DIRECTIONS
Copy each line below that includes "uuid".

** DATA UNDER STUDY follows **

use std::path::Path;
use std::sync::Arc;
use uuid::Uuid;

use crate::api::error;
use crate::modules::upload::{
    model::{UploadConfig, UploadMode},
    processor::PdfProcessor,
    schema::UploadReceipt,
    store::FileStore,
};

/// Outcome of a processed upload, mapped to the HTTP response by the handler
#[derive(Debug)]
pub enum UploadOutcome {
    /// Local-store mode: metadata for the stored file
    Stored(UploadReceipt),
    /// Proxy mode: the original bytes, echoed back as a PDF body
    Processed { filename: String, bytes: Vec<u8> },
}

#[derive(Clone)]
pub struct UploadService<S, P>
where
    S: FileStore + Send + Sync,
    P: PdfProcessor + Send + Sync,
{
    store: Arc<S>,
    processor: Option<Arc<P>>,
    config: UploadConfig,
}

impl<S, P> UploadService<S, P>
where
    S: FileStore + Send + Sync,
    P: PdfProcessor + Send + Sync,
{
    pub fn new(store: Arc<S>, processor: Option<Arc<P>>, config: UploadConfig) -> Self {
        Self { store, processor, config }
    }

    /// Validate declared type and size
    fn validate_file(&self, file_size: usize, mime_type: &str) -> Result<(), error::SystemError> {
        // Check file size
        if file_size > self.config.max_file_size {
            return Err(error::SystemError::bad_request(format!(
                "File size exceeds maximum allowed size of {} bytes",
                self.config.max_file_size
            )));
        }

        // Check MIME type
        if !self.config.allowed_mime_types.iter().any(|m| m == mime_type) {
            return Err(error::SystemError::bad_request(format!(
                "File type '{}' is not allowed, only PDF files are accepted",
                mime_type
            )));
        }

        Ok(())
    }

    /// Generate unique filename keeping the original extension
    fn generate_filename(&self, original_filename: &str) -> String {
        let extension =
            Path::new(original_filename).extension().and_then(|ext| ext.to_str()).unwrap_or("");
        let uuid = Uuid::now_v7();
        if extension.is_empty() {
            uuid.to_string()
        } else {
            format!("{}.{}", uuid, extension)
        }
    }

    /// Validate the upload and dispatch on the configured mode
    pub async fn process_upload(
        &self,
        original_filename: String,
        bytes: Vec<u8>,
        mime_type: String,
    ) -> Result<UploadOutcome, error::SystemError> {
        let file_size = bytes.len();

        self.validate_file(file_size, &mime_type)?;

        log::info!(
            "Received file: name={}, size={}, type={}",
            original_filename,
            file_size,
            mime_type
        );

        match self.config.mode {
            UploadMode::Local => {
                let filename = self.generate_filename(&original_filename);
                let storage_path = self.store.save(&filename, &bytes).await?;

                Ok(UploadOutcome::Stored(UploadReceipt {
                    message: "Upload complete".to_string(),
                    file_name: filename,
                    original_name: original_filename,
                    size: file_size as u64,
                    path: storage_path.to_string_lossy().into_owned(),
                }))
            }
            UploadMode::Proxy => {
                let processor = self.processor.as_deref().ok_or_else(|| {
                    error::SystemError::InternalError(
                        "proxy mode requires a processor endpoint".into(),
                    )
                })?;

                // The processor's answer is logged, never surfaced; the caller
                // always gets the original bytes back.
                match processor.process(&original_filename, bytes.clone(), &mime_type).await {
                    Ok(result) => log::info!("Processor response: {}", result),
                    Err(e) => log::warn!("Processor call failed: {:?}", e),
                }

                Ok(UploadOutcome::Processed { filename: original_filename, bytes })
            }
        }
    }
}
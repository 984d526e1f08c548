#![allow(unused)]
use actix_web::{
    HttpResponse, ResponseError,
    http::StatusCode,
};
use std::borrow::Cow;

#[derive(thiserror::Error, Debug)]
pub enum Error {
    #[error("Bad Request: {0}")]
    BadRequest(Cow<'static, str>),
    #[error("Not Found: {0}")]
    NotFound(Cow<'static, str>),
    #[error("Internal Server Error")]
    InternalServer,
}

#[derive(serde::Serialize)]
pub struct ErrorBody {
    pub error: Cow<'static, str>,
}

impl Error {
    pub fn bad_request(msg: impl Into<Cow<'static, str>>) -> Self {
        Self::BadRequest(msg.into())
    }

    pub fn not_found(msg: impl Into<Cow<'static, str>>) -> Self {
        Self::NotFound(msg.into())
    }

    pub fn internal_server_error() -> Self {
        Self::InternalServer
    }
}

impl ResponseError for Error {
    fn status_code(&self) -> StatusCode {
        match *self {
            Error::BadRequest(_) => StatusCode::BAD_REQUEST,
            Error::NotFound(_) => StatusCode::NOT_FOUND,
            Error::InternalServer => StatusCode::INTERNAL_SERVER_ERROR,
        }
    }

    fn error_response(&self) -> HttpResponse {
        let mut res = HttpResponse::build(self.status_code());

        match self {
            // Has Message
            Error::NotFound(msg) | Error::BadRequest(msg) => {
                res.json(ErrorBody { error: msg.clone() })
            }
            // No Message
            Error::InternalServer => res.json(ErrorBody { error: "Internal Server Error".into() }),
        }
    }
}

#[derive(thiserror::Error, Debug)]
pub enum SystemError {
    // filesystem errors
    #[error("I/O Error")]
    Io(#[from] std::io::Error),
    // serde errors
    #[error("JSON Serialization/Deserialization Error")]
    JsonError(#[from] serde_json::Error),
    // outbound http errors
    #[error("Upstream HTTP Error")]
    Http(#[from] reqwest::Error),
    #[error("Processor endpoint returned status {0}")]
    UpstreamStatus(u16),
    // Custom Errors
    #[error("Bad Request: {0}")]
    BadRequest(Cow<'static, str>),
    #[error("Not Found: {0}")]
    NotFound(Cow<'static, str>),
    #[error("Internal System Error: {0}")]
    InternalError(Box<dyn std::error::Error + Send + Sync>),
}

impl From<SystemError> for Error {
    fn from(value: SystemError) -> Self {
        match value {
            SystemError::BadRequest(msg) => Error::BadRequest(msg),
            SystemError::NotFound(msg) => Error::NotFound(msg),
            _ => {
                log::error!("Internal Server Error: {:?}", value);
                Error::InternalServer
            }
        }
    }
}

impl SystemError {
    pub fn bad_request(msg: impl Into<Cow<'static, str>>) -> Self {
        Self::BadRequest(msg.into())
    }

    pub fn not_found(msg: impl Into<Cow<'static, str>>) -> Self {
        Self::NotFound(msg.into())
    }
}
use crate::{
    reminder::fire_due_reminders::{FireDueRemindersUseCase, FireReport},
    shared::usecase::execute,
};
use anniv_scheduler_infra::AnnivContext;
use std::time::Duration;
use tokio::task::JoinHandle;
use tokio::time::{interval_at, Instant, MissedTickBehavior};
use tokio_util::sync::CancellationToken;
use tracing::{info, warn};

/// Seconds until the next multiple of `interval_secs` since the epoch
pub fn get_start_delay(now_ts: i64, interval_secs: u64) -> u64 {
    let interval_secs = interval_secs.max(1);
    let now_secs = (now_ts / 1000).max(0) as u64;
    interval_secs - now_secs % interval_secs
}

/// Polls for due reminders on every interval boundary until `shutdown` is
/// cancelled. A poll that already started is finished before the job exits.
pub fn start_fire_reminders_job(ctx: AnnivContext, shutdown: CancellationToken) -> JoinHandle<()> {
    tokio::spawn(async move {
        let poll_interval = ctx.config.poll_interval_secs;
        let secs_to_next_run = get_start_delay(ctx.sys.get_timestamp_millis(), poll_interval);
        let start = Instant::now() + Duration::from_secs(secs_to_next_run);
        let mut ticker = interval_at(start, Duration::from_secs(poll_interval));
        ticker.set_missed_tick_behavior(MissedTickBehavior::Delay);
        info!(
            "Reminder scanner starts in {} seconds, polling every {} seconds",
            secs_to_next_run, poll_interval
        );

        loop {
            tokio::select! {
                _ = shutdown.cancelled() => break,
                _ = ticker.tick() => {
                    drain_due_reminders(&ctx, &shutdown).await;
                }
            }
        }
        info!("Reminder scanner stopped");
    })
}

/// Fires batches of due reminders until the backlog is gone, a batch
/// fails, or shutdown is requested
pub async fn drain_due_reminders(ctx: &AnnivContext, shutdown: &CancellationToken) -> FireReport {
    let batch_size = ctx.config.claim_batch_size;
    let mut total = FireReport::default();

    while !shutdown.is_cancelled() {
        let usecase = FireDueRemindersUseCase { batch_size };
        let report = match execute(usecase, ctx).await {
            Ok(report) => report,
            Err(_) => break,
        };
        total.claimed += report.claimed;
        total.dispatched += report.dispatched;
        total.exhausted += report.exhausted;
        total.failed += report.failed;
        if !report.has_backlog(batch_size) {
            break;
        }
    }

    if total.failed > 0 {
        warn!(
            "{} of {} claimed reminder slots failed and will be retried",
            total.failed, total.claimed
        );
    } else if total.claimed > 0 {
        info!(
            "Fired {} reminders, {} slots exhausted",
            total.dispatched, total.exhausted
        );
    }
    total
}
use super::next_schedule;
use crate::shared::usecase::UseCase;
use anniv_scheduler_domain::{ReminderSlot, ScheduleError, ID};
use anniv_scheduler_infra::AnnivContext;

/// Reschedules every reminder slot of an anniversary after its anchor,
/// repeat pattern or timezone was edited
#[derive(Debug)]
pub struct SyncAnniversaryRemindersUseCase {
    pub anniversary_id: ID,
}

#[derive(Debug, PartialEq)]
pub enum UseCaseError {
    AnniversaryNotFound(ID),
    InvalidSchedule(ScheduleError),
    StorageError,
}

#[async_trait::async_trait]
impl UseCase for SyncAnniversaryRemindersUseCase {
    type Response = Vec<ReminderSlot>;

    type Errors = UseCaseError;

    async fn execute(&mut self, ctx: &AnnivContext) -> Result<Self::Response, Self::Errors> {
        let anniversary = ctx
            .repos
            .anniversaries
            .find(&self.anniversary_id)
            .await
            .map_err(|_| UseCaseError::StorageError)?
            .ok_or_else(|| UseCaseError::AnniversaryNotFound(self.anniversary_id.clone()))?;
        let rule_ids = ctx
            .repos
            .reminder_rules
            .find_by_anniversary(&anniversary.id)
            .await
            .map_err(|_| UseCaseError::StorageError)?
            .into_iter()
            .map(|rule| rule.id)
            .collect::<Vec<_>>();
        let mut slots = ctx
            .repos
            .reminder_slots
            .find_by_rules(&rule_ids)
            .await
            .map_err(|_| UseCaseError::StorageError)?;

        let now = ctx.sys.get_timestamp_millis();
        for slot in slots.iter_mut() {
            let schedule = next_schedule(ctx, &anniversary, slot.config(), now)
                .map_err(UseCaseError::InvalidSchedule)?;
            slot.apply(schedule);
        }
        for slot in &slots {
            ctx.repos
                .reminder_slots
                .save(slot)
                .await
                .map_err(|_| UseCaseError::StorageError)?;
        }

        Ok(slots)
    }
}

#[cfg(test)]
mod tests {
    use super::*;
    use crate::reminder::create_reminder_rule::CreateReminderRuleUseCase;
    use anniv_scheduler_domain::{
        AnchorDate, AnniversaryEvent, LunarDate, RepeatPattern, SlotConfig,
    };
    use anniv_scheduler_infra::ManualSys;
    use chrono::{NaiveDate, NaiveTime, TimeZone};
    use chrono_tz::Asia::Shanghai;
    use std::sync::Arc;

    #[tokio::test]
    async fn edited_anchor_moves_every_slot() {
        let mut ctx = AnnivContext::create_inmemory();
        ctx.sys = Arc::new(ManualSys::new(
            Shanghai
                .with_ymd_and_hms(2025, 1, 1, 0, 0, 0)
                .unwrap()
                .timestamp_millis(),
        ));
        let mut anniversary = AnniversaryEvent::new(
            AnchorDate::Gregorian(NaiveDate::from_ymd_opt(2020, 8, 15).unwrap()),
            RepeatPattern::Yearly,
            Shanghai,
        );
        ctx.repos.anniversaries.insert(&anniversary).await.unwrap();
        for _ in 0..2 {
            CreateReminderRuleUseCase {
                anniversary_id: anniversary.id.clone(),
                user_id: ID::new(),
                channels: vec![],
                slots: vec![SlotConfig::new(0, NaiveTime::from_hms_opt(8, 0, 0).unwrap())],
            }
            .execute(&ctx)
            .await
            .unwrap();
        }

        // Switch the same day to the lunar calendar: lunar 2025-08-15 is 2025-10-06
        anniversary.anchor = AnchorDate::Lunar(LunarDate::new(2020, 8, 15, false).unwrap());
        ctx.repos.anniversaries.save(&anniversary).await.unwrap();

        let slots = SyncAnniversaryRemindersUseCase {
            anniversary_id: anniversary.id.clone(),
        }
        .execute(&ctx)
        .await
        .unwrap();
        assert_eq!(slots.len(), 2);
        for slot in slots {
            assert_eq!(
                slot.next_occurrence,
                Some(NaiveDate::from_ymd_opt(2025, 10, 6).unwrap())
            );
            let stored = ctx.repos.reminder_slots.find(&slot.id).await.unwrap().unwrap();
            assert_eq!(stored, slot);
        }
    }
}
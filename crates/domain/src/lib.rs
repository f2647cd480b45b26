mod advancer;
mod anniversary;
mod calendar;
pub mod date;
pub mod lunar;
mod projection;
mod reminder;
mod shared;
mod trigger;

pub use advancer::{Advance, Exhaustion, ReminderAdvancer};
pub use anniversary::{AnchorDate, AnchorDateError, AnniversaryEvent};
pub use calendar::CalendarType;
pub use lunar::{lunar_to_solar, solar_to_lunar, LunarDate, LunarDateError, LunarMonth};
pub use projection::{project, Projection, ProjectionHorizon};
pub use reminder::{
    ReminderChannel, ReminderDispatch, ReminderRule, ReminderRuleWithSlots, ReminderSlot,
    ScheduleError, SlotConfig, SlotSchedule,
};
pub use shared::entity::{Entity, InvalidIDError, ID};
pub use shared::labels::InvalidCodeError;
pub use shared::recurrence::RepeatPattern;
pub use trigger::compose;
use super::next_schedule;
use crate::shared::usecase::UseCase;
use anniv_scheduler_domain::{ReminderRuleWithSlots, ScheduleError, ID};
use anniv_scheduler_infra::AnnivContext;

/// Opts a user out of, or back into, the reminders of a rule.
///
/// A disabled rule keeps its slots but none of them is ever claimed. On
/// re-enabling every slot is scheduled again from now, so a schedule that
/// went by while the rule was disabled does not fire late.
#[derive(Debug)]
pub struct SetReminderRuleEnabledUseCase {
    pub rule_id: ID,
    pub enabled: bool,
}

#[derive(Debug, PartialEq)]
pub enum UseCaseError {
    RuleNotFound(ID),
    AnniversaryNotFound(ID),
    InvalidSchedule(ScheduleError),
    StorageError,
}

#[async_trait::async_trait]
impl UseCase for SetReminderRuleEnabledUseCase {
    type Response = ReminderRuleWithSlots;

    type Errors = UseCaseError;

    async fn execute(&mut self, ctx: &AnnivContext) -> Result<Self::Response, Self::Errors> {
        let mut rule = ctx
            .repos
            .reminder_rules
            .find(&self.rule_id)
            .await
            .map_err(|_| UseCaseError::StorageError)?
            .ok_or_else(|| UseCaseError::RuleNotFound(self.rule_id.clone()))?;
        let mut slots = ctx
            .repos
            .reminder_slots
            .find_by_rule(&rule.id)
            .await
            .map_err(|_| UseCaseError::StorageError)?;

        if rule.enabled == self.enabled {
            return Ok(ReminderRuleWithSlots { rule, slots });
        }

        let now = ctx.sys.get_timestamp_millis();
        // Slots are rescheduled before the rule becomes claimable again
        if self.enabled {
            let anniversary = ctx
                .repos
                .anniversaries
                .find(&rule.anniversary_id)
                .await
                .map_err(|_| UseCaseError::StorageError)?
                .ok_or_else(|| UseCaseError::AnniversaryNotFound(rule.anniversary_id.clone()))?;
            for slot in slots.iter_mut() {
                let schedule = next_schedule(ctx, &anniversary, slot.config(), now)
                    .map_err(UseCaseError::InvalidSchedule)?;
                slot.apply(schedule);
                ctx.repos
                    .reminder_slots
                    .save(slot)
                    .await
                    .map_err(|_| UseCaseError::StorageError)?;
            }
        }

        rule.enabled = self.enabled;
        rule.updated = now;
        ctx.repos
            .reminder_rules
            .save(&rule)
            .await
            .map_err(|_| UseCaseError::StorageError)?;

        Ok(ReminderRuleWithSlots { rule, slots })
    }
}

** End of DATA UNDER STUDY **

RESULT FOR THIS EXERCISE
use uuid::Uuid;
        let uuid = Uuid::now_v7();
            uuid.to_string()
            format!("{}.{}", uuid, extension)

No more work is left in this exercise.